Todo el bosque encantado de Cenicienta, de pronto es gaseado con algún tipo de producto ACME y comienzan a destriparse, árboles, pájaros y ardillas para culminar la masacre con una gran explosión nuclear.
La frenética carnicería queda atrás al compás de unas moscas ataviadas a lo Benhur, gritando yupi. Puedo imaginarlas arrastrando un cartel que dice, eso es todo amigos.

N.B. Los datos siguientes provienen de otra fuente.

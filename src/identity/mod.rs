//! Announce identity module
//!
//! Keeps one persisted announce identity (peer id, key, port, upload
//! counter) per info hash, so a torrent looks like the same client across
//! restarts.

pub mod record;
pub mod backend;
pub mod store;

pub use record::{AnnounceIdentity, IdentityMap, PEER_ID_PREFIX};
pub use backend::{IdentityBackend, JsonFileBackend, MemoryBackend};
pub use store::IdentityStore;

Escenas como estas abundan en el libro y son una especie de intermedio a la trama central, las desventuras del protagonista escapando de su mujer y auspiciadores. Una lectura podría entender estos momentos como parte de los delirios de Vargas Yosa, un producto de su febril y cotizada imaginación y sentimiento de superioridad.
Sin embargo, creo que son más bien un elemento metatextual, similar a los comerciales que utiliza Paul Verhoeven en Robocop, Total Recall y Starship Troopers. Un marco que expone el sensacionalismo, la brutalidad y el simulacro detrás de los estereotipos de éxito y belleza.
Scott McCloud en su magnífico libro sobre el lenguaje del cómic, Understanding comics, una guía semiótica sobre los íconos y las representaciones del noveno arte, se pregunta: ¿cómo es que nuestra cultura está tan sometida a la realidad simplificada de la caricatura?
La respuesta es que estamos ante una amplificación por medio de la simplificación. La abstracción caricaturesca no suprime detalles, sino que resalta y amplifica ciertos significados que el autor quiere sublimar y los universaliza. En este caso, Vargas Yosa y toda su corte de elementos circundantes, humanos y seres antropomorfos, incluidas las moscas romanas por supuesto, son una alegoría degradada de nuestro arribismo.
Detrás del tornasol y edulcoramiento importado que abrazamos como gran mercado de pulgas latinoamericano, que toma de aquí y de allá para sentirse rayano al primer mundo, se esconde el horror. La violencia implosiva emerge tras las máscaras y fachadas de cartón construidas por las marcas y tendencias, fotos con filtros y gentita nice, lo trendy y los hashtags mejor rankeados.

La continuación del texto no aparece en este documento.